Dataset items:
---
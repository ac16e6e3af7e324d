//! Response orchestration.
//!
//! Flow per request:
//! 1. Persona prompt -> gateway call 1 (prospect reply)
//! 2. Evaluator prompt embedding the reply -> gateway call 2
//! 3. Evaluation parsing -> combined response
//!
//! Invariants:
//! - Call 2 is only issued after call 1 succeeded
//! - A failure in call 1 fails the whole request
//! - Nothing in step 2 or 3 can fail the request; it degrades to the
//!   fallback evaluation instead

use crate::gateway::{ChatGateway, GatewayError};
use pitch_common::{
    evaluator_messages, parse_evaluation, persona_messages, ChatCompletionRequest, ChatMessage,
    ConversationTurn, Evaluation, GenerateResponse, LlmConfig,
};
use std::sync::Arc;
use tracing::{info, info_span, warn, Instrument};
use uuid::Uuid;

/// Model and sampling parameters for one kind of call
#[derive(Debug, Clone, PartialEq)]
pub struct Sampling {
    pub model: String,
    pub temperature: f32,
    pub max_tokens: u32,
}

impl Sampling {
    fn request(&self, messages: Vec<ChatMessage>) -> ChatCompletionRequest {
        ChatCompletionRequest {
            model: self.model.clone(),
            messages,
            temperature: self.temperature,
            max_tokens: self.max_tokens,
        }
    }
}

pub struct RoleplayOrchestrator {
    gateway: Arc<dyn ChatGateway>,
    reply: Sampling,
    evaluation: Sampling,
}

impl RoleplayOrchestrator {
    pub fn new(gateway: Arc<dyn ChatGateway>, config: &LlmConfig) -> Self {
        Self {
            gateway,
            reply: Sampling {
                model: config.model.clone(),
                temperature: config.reply_temperature,
                max_tokens: config.reply_max_tokens,
            },
            evaluation: Sampling {
                model: config.model.clone(),
                temperature: config.evaluation_temperature,
                max_tokens: config.evaluation_max_tokens,
            },
        }
    }

    pub fn reply_sampling(&self) -> &Sampling {
        &self.reply
    }

    pub fn evaluation_sampling(&self) -> &Sampling {
        &self.evaluation
    }

    /// Generate the prospect's reply and grade the exchange.
    ///
    /// Only the reply call can make this fail.
    pub async fn respond(&self, turn: &ConversationTurn) -> Result<GenerateResponse, GatewayError> {
        let request_id = Uuid::new_v4();
        let span = info_span!("generate", %request_id, round = turn.round);

        async move {
            info!(
                "Turn for '{}' ({}), transcript {} chars",
                turn.prospect_name,
                turn.prospect_type,
                turn.user_transcript.len()
            );

            let reply = self.prospect_reply(turn).await?;
            let evaluation = self.evaluate(turn, &reply).await;

            info!(
                "Turn complete: warmth={} got_pull={}",
                evaluation.warmth, evaluation.got_pull
            );
            Ok(GenerateResponse::new(reply, evaluation))
        }
        .instrument(span)
        .await
    }

    /// Gateway call 1: the prospect speaks, in character.
    pub async fn prospect_reply(&self, turn: &ConversationTurn) -> Result<String, GatewayError> {
        let request = self.reply.request(persona_messages(turn));
        self.gateway.complete(request).await
    }

    /// Gateway call 2 plus parsing. Never fails.
    pub async fn evaluate(&self, turn: &ConversationTurn, prospect_reply: &str) -> Evaluation {
        let request = self
            .evaluation
            .request(evaluator_messages(turn, prospect_reply));

        match self.gateway.complete(request).await {
            Ok(text) => parse_evaluation(&text),
            Err(e) => {
                warn!("Evaluation error: {}", e);
                Evaluation::fallback(e)
            }
        }
    }
}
---
* What to produce *
Every line from above should appear again in the answer, exactly as written.

* Expected answer *
repository ac16e6e3af7e324d
//! Response orchestration.
//!
//! Flow per request:
//! 1. Persona prompt -> gateway call 1 (prospect reply)
//! 2. Evaluator prompt embedding the reply -> gateway call 2
//! 3. Evaluation parsing -> combined response
//!
//! Invariants:
//! - Call 2 is only issued after call 1 succeeded
//! - A failure in call 1 fails the whole request
//! - Nothing in step 2 or 3 can fail the request; it degrades to the
//!   fallback evaluation instead

use crate::gateway::{ChatGateway, GatewayError};
use pitch_common::{
    evaluator_messages, parse_evaluation, persona_messages, ChatCompletionRequest, ChatMessage,
    ConversationTurn, Evaluation, GenerateResponse, LlmConfig,
};
use std::sync::Arc;
use tracing::{info, info_span, warn, Instrument};
use uuid::Uuid;

/// Model and sampling parameters for one kind of call
#[derive(Debug, Clone, PartialEq)]
pub struct Sampling {
    pub model: String,
    pub temperature: f32,
    pub max_tokens: u32,
}

impl Sampling {
    fn request(&self, messages: Vec<ChatMessage>) -> ChatCompletionRequest {
        ChatCompletionRequest {
            model: self.model.clone(),
            messages,
            temperature: self.temperature,
            max_tokens: self.max_tokens,
        }
    }
}

pub struct RoleplayOrchestrator {
    gateway: Arc<dyn ChatGateway>,
    reply: Sampling,
    evaluation: Sampling,
}

impl RoleplayOrchestrator {
    pub fn new(gateway: Arc<dyn ChatGateway>, config: &LlmConfig) -> Self {
        Self {
            gateway,
            reply: Sampling {
                model: config.model.clone(),
                temperature: config.reply_temperature,
                max_tokens: config.reply_max_tokens,
            },
            evaluation: Sampling {
                model: config.model.clone(),
                temperature: config.evaluation_temperature,
                max_tokens: config.evaluation_max_tokens,
            },
        }
    }

    pub fn reply_sampling(&self) -> &Sampling {
        &self.reply
    }

    pub fn evaluation_sampling(&self) -> &Sampling {
        &self.evaluation
    }

    /// Generate the prospect's reply and grade the exchange.
    ///
    /// Only the reply call can make this fail.
    pub async fn respond(&self, turn: &ConversationTurn) -> Result<GenerateResponse, GatewayError> {
        let request_id = Uuid::new_v4();
        let span = info_span!("generate", %request_id, round = turn.round);

        async move {
            info!(
                "Turn for '{}' ({}), transcript {} chars",
                turn.prospect_name,
                turn.prospect_type,
                turn.user_transcript.len()
            );

            let reply = self.prospect_reply(turn).await?;
            let evaluation = self.evaluate(turn, &reply).await;

            info!(
                "Turn complete: warmth={} got_pull={}",
                evaluation.warmth, evaluation.got_pull
            );
            Ok(GenerateResponse::new(reply, evaluation))
        }
        .instrument(span)
        .await
    }

    /// Gateway call 1: the prospect speaks, in character.
    pub async fn prospect_reply(&self, turn: &ConversationTurn) -> Result<String, GatewayError> {
        let request = self.reply.request(persona_messages(turn));
        self.gateway.complete(request).await
    }

    /// Gateway call 2 plus parsing. Never fails.
    pub async fn evaluate(&self, turn: &ConversationTurn, prospect_reply: &str) -> Evaluation {
        let request = self
            .evaluation
            .request(evaluator_messages(turn, prospect_reply));

        match self.gateway.complete(request).await {
            Ok(text) => parse_evaluation(&text),
            Err(e) => {
                warn!("Evaluation error: {}", e);
                Evaluation::fallback(e)
            }
        }
    }
}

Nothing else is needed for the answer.